A l'heure où j'écris ces lignes, il me faut faire preuve d'honnêteté, mes souvenirs de ma partie sur The Count Lucanor sont assez flous et je ne peux plus la décrire avec précision. Dès lors, pendant un long moment je me suis interrogé. Dois-je refaire une partie ? Après tout, il ne s'agirait pas d'une punition au vue de la qualité du jeu. Pourtant, il faut bien l'admettre, après l'avoir terminé une première fois, puis avoir enchaîné pour visionner la totalité des fins, je n'en avais plus très envie et souhaitais utiliser mon temps pour aller au devant de nouvelles expériences vidéoludiques.
En moi, le sentiment de vouloir écrire une critique de l’œuvre ne tarissait cependant pas, me plongeant au cœur de nombreuses réflexions sur le statut de critique de jeux vidéo. Celui-ci doit-il, avant de se donner le plaisir de poster sa critique, avoir fini le jeu il y a seulement quelques heures, voir quelques jours ? Doit-il conserver des souvenirs d'une fraîcheur exemplaire afin de tirer un propos clair et limpide se basant sur des certitudes absolues ?
Aucun doute là-dessus, je ne me prétends pas scientifique et n'espère pas faire preuve d'objectivité au sein d'une critique, cela me semble impossible. En revanche, posséder une connaissance accrue de l’œuvre que je cherche à critiquer me paraît la plupart du temps essentiel, mais dans le cas de The Count Lucanor, je sentais vouloir différer de mes procédés habituels.
Tout le monde a déjà ressenti cela, en repensant à une œuvre aimée par le passé, les images défilent sous forme de flashs, nous rappelant quelques plans, quelques interactions, sons ou autres pistes musicales sans véritablement nous donner les raisons de l'apparition de cet instant de jeu en particulier.
Dans le cas de mon rapport au premier jeu de Baroque Decay, ces flashs abondent régulièrement dans mon esprit. C'est alors un mélange chaotique qui s'y opère, mêlant un flou pixelisé à l'aspect poisseux et sanguinolent, à des lueurs jaunâtres de bougies n'éclairant que très peu les sombres pièces peuplées de chèvres humanoïdes et de valets aux visages tentaculaires.
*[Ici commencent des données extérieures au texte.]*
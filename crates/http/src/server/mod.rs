//! A TCP server owning a pool of [`HttpConnection`](crate::connection::HttpConnection)s.
//!
//! The server accepts connections up to a limit, feeds each one readiness
//! events and closes those that stay idle longer than the keep-alive timeout.

mod config;
#[allow(clippy::module_inception, reason = "keeps the server type next to its builder")]
mod server;

pub use config::{ServerConfig, ServerConfigBuilder};
pub use server::{HttpServer, ServerBuilder};
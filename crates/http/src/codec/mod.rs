//! HTTP codec module for decoding requests and encoding responses
//!
//! # Architecture
//!
//! - Request handling:
//!   - [`RequestDecoder`]: Decodes one complete request from the front of a buffer
//!   - Head parsing in the `header` module
//!
//! - Response handling:
//!   - [`ResponseEncoder`]: Serializes a response, compressing negotiated gzip bodies
//!   - Head encoding in the `header` module
//!   - Body compression in the `body` module
//!
//! # Example
//!
//! ```
//! use bytes::{Bytes, BytesMut};
//! use micro_http_engine::codec::{RequestDecoder, ResponseEncoder};
//! use micro_http_engine::protocol::{ParseOutcome, Response};
//!
//! let outcome = RequestDecoder::new().decode(b"GET / HTTP/1.1\r\n\r\n");
//! assert_eq!(outcome.frame_len(), Some(18));
//!
//! let mut dst = BytesMut::new();
//! ResponseEncoder::new().encode(Response::new(Bytes::from_static(b"hi")), &mut dst);
//! assert!(dst.starts_with(b"HTTP/1.1 200 OK\r\n"));
//! ```

mod body;
mod header;
mod request_decoder;
mod response_encoder;

pub use request_decoder::{MAX_CONTENT_SIZE, RequestDecoder};
pub use response_encoder::ResponseEncoder;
Oui, ce sont des flashs cauchemardesques qui parfois m'assaillent, me démangent, m'exhortent à réfléchir à la source de leurs apparitions. Dès lors, il m'a fallu rassembler au mieux mes quelques souvenirs du Count Lucanor, me remémorer les péripéties de ce jeune garçon délaissant sa mère pour partir à l'aventure, rejetant d'emblée son enfance, me souvenir de cet inquiétant gobelin bleu, rappel vibrant d'un merveilleux fantasmagorique associé généralement au conte ou à la fantaisie, ici transfiguré en monstre porteur d'un terrible secret et vecteur d'angoisse pour le joueur.
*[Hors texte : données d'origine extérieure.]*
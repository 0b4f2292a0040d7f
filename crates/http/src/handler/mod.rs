//! Request handler traits and utilities.
//!
//! A handler turns a decoded request into a response synchronously. It has no
//! error channel of its own: application failures must already be expressed as
//! an HTTP error response.

use std::sync::Arc;

use crate::protocol::{Environment, Request, Response};

pub trait RequestHandler {
    fn process_request(&self, request: &Request, env: &Environment) -> Response;
}

impl<H: RequestHandler + ?Sized> RequestHandler for Arc<H> {
    fn process_request(&self, request: &Request, env: &Environment) -> Response {
        (**self).process_request(request, env)
    }
}

impl<H: RequestHandler + ?Sized> RequestHandler for &H {
    fn process_request(&self, request: &Request, env: &Environment) -> Response {
        (**self).process_request(request, env)
    }
}

#[derive(Debug)]
pub struct HandlerFn<F> {
    f: F,
}

impl<F> RequestHandler for HandlerFn<F>
where
    F: Fn(&Request, &Environment) -> Response,
{
    fn process_request(&self, request: &Request, env: &Environment) -> Response {
        (self.f)(request, env)
    }
}

pub fn make_handler<F>(f: F) -> HandlerFn<F>
where
    F: Fn(&Request, &Environment) -> Response,
{
    HandlerFn { f }
}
Je vois les pièces d'or amassées par les corbeaux, l'homme-animal rampant au sol, sous le joug d'une vieille sorcière, un jaillissement de pixels de toutes couleurs, rappelant le sang, le sang, le sang, jusqu'à descendre dans les tréfonds du château et y perdre le peu de souffle qu'il me reste face aux créatures difformes qui y résident. J'y retrouve aussi la mère du garçon, chimérique cette fois-ci, l’invitant dans sa ‘maison en pain d'épices’...
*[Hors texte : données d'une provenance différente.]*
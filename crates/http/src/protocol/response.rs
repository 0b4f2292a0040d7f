//! HTTP response types produced by handlers and written by the connection.
//!
//! Responses use `http::Response` directly: its `HeaderMap` already gives
//! case-insensitive names, and `insert` replaces any previous value.

use bytes::Bytes;
use http::header::CONNECTION;
use http::{HeaderValue, StatusCode};

/// A response with a fully materialized body.
pub type Response = http::Response<Bytes>;

pub(crate) const KEEP_ALIVE: HeaderValue = HeaderValue::from_static("keep-alive");
pub(crate) const CLOSE: HeaderValue = HeaderValue::from_static("close");
pub(crate) const GZIP: HeaderValue = HeaderValue::from_static("gzip");

/// Builds an empty-bodied response that tells the client the connection is
/// about to close.
pub(crate) fn build_closing_response(status_code: StatusCode) -> Response {
    let mut response = Response::new(Bytes::new());
    *response.status_mut() = status_code;
    response.headers_mut().insert(CONNECTION, CLOSE);
    response
}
Et puis enfin, je pense comprendre pour quelles raisons je ne ressens pas le besoin de me souvenir parfaitement bien de The Count Lucanor, car, tels les souvenirs de notre jeunesse, telles les bribes de contes lus par le passé que nous arrivons encore à rappeler parfois à la vie grâce à notre inconscient, ce jeu me plaît mieux alors qu'il se retrouve flouté par le temps.
Il est la représentation de cette personne, qui, bien des années après sa première écoute, se rend compte que les histoires qu’on lui contait ont été censurées, retravaillées, pour être plus consensuelles. Ainsi, le conte semble grandi, comme s’il avait mûri en même temps que cette personne, alors qu’en réalité, il n’a fait que révéler sa véritable nature.
Dans The Count Lucanor, au joueur de choisir s’il veut s’éveiller et voir le conte tel qu’il est, ou bien s’il préfère rester au château pour se gaver de sucreries...
J’aimerais pousser ce parallèle entre conte et jeu vidéo, et même l’étendre au média tout entier. Nous autres, joueurs, avons grandi et mûri ; doit-on rester dans notre château et continuer de voir le jeu vidéo comme un conte pour enfants ? Comme un défouloir pour pulsions adolescentes ? Ou bien préférerons-nous voir son véritable potentiel, son langage nouveau, celui à même de, justement, nous faire grandir ?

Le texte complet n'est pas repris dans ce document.